Published online Mar 26, 2020. doi: 10.12998/wjcc.v8.i6.1087
Peer-review started: October 21, 2019
First decision: November 11, 2019
Revised: November 13, 2019
Accepted: December 6, 2019
Article in press: December 6, 2019
Published online: March 26, 2020
Processing time: 156 Days and 13.5 Hours
Conventional implant surgery involves flap elevation, which may result in increased postoperative discomfort and morbidity. The flapless surgical technique, aided by three-dimensional medical imaging equipment, is regarded as a possible alternative to the conventional approach to alleviate the above issues. However, previous results regarding the role of flapless implant surgery are inconsistent and there is still concern regarding the long-term clinical performance of the flapless surgical technique. To date, no meta-analysis or systematic review comparing the long-term clinical performance of the flapless surgical technique to the conventional approach have been published.
The long-term clinical performance of dental implant treatment can be affected by different surgical techniques. Thus, it is important to compare the long-term outcomes of flapless implant surgery to those of the conventional approach over a follow-up of three years or more. A better insight into this topic would help inform surgeons regarding which type of surgical technique is more beneficial to the long-term prognosis of patients in need of implant insertion.

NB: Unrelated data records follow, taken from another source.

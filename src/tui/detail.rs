use crate::app::DetailView;
use crate::tui::text;
use ratatui::layout::Rect;
use ratatui::style::{Color, Modifier, Style};
use ratatui::text::{Line, Span};
use ratatui::widgets::{Block, Borders, Paragraph};
use ratatui::Frame;
use unicode_width::UnicodeWidthStr;

pub fn render(f: &mut Frame, area: Rect, view: &DetailView) {
    let block = Block::default()
        .title(format!(" Build #{} ", view.number))
        .title_bottom(Line::from(" Esc/q back · o open ").centered())
        .borders(Borders::ALL)
        .border_style(Style::default().fg(Color::Cyan));

    let entries = view.lines();
    let inner_width = usize::from(area.width.saturating_sub(2));
    let label_width = entries
        .iter()
        .map(|(l, _)| UnicodeWidthStr::width(l.as_str()))
        .max()
        .unwrap_or(0);
    let value_max = inner_width.saturating_sub(label_width + 2);

    let lines: Vec<Line> = entries
        .iter()
        .skip(view.scroll)
        .map(|(label, value)| {
            Line::from(vec![
                Span::styled(
                    format!("{label:>label_width$}  "),
                    Style::default()
                        .fg(Color::Cyan)
                        .add_modifier(Modifier::BOLD),
                ),
                Span::styled(
                    text::truncate(value, value_max),
                    Style::default().fg(Color::White),
                ),
            ])
        })
        .collect();

    f.render_widget(Paragraph::new(lines).block(block), area);
}
//! Build list → table rows, with the row→build mapping carried in each row.

use crate::app::{Build, BuildResult};
use ratatui::style::Color;

pub const HEADER: [&str; 7] = ["number", "Ago", "Result", "Branch", "Commiter", "Message", "Sha"];

/// Index of the header in the rendered table. Data rows start at 1.
pub const HEADER_ROW: usize = 0;

/// Display color for a build result string. Total over all inputs.
pub fn result_color(result: Option<&str>) -> Color {
    status_color(BuildResult::from_label(result))
}

fn status_color(result: BuildResult) -> Color {
    match result {
        BuildResult::Success => Color::Green,
        BuildResult::Failure => Color::Red,
        BuildResult::Unstable => Color::Yellow,
        BuildResult::Aborted | BuildResult::NotBuilt => Color::DarkGray,
        BuildResult::Unknown => Color::White,
    }
}

#[derive(Debug, Clone, PartialEq)]
pub struct HistoryRow {
    pub cells: [String; 7],
    pub color: Color,
    pub number: Option<u64>,
    pub axis_list: Vec<serde_json::Value>,
}

impl HistoryRow {
    pub fn from_build(build: &Build) -> Self {
        let commit = build.commit.clone().unwrap_or_default();
        let text = |s: Option<String>| s.unwrap_or_default();
        Self {
            cells: [
                build.number.map(|n| n.to_string()).unwrap_or_default(),
                text(build.display_time.clone()),
                text(build.result.clone()),
                text(commit.branch),
                text(commit.committer_name),
                first_line(commit.message.as_deref().unwrap_or_default()).to_string(),
                text(commit.short_sha),
            ],
            color: status_color(build.result()),
            number: build.number,
            axis_list: build.axis_list.clone().unwrap_or_default(),
        }
    }
}

/// What the detail screen receives when a row is activated.
#[derive(Debug, Clone, PartialEq)]
pub struct Selection {
    pub number: u64,
    pub axis_list: Vec<serde_json::Value>,
}

/// Rows of one fetch, immutable once built.
#[derive(Debug, Clone, PartialEq, Default)]
pub struct HistoryTable {
    rows: Vec<HistoryRow>,
}

impl HistoryTable {
    pub fn from_builds(builds: &[Build]) -> Self {
        Self {
            rows: builds.iter().map(HistoryRow::from_build).collect(),
        }
    }

    /// Rendered row count, header included.
    pub fn row_count(&self) -> usize {
        self.rows.len() + 1
    }

    pub fn data_rows(&self) -> &[HistoryRow] {
        &self.rows
    }

    pub fn is_empty(&self) -> bool {
        self.rows.is_empty()
    }

    /// Row at a rendered-table index; `HEADER_ROW` has no backing build.
    pub fn row(&self, table_row: usize) -> Option<&HistoryRow> {
        let idx = table_row.checked_sub(1)?;
        self.rows.get(idx)
    }

    /// Number of the last selectable table row, or `None` for an empty table.
    pub fn last_row(&self) -> Option<usize> {
        if self.rows.is_empty() {
            None
        } else {
            Some(self.rows.len())
        }
    }

    /// Resolves an activated table row. The header and rows without a build
    /// number are not selectable.
    pub fn selection_at(&self, table_row: usize) -> Option<Selection> {
        let row = self.row(table_row)?;
        let number = row.number?;
        Some(Selection {
            number,
            axis_list: row.axis_list.clone(),
        })
    }
}

fn first_line(s: &str) -> &str {
    s.lines().next().unwrap_or_default()
}
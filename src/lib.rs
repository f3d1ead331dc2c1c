#![warn(clippy::pedantic)]
#![allow(
    clippy::module_name_repetitions,
    clippy::cast_possible_truncation,
    clippy::cast_possible_wrap,
    clippy::must_use_candidate,
    clippy::missing_errors_doc,
    clippy::missing_panics_doc,
    clippy::doc_markdown
)]

pub mod app;
pub mod browser;
pub mod cli;
pub mod events;
pub mod input;
pub mod jenkins;
pub mod table;
pub mod tui;
use crate::app::{AppState, Screen};
use crate::tui::{detail, footer, header, history_table};
use ratatui::layout::{Constraint, Direction, Layout, Rect};
use ratatui::style::{Color, Style};
use ratatui::widgets::{Block, Borders, Clear, Paragraph, Wrap};
use ratatui::Frame;

fn split(area: Rect) -> [Rect; 3] {
    let chunks = Layout::default()
        .direction(Direction::Vertical)
        .constraints([
            Constraint::Length(2), // header
            Constraint::Min(1),    // body
            Constraint::Length(2), // footer
        ])
        .split(area);
    [chunks[0], chunks[1], chunks[2]]
}

/// Area the active screen draws into; mouse hit-testing uses the same split.
pub fn body_area(area: Rect) -> Rect {
    split(area)[1]
}

pub fn render(f: &mut Frame, state: &AppState) {
    let [header_area, body, footer_area] = split(f.area());

    header::render(f, header_area, state);
    match &state.screen {
        Screen::History(view) => history_table::render(f, body, state, view),
        Screen::Detail(view) => detail::render(f, body, view),
    }
    footer::render(f, footer_area, state);

    if let Some(err) = state.error_message() {
        let area = f.area();
        if area.height > 6 && area.width >= 4 {
            let err_area = Rect {
                x: area.x + 1,
                y: area.y + area.height.saturating_sub(5),
                width: area.width.saturating_sub(2),
                height: 3,
            };
            let err_widget = Paragraph::new(err.to_owned())
                .style(Style::default().fg(Color::Red))
                .block(
                    Block::default()
                        .title(" Error ")
                        .borders(Borders::ALL)
                        .border_style(Style::default().fg(Color::Red)),
                )
                .wrap(Wrap { trim: true });
            f.render_widget(Clear, err_area);
            f.render_widget(err_widget, err_area);
        }
    }
}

To compare the long-term clinical performance after flapless implant surgery to that after the conventional approach with flap elevation.
This was a systematic review and meta-analysis. The protocol of this study was defined by the authors prior to the literature search. Nine electronic databases were systematically searched from inception to September 23, 2019. A manual search was also carried out to identify studies that were not indexed in the above databases. Randomised controlled trials (RCTs) and cohort studies comparing the long-term clinical performance after flapless implant surgery to the conventional approach over a follow-up of three years or more were included in the current systematic review. The risk of bias in selected RCTs and cohort studies was assessed using the Cochrane Collaboration’s tool for assessing risk of bias and the Newcastle-Ottawa Scale, respectively. Meta-analyses were conducted to estimate the odds ratios (ORs) or mean differences (MDs) and their 95% confidence intervals (CIs) for the implant survival rate, marginal bone loss, and complication rate of the flapless and conventional groups. Sensitivity analyses were performed to determine if the findings of the current meta-analyses were dependent on any individual study. Moreover, subgroup analyses were carried out to account for the possible effects of the guided or free-hand method during flapless surgery.
Of 1839 records, ten articles (i.e., four RCTs and six cohort studies) involving a total of 8607 participants and 20428 implants satisfied the eligibility criteria and nine of them (i.e., four RCTs and five cohort studies) were included in the meta-analysis. Two RCTs (50%) were evaluated to have an unclear risk of bias and the other two RCTs (50%) were found to have a high risk of bias. Three cohort studies had a low risk of bias, and the other three cohort studies were judged to have a moderate risk of bias. After meta-analyses, there was no significant difference between the long-term implant survival rate [OR = 1.30, 95%CI (0.37, 4.54), P = 0.68], marginal bone loss [MD = 0.01, 95%CI (-0.42, 0.44), P = 0.97], and complication rate [OR = 1.44, 95%CI (0.77, 2.68), P = 0.25] between the flapless implant surgery group and the conventional approach group. The overall results and conclusions of the meta-analyses were not affected by the exclusion or inclusion of individual studies. Moreover, subgroup analyses revealed that there was no statistically significant difference between the implant survival rate [guided: OR = 1.52, 95%CI (0.19, 12.35), P = 0.70; free-hand: n = 1, could not be estimated], marginal bone loss [guided: MD = 0.22, 95%CI (-0.14, 0.59), P = 0.23; free-hand: MD = -0.27, 95%CI (-1.10, 0.57), P = 0.53], or complication rate [guided: OR = 1.16, 95%CI (0.52, 2.63), P = 0.71; free-hand: OR = 1.75, 95%CI (0.66, 4.63), P = 0.26] in the flapless and conventional groups either with the use of a surgical guide or by the free-hand method.
These findings indicated that flapless surgery and the conventional approach have comparable clinical performance over a long-term follow-up of three years or more. The guided or free-hand technique does not significantly affect the long-term effects of flapless surgery. Hence, the flapless technique is considered a promising alternative to the conventional implant approach without significantly compromising the long-term outcomes of implant treatment.
The overall results of long-term clinical performance after flapless implant surgery are acceptable. These findings provide surgeons with evidence-based practical insight that the flapless technique can be considered an alternative to the conventional implant approach in patients with appropriate alveolar bone and soft tissue conditions. Although evidence from the study suggests that guided or free-hand implant insertion does not significantly affect the long-term outcomes of flapless implant surgery, surgeons' experience and relevant cost-effectiveness should be considered regarding the option of a surgical guide or free-hand method in flapless surgery. Further high-quality RCTs with a long-term follow-up are needed for a more robust assessment.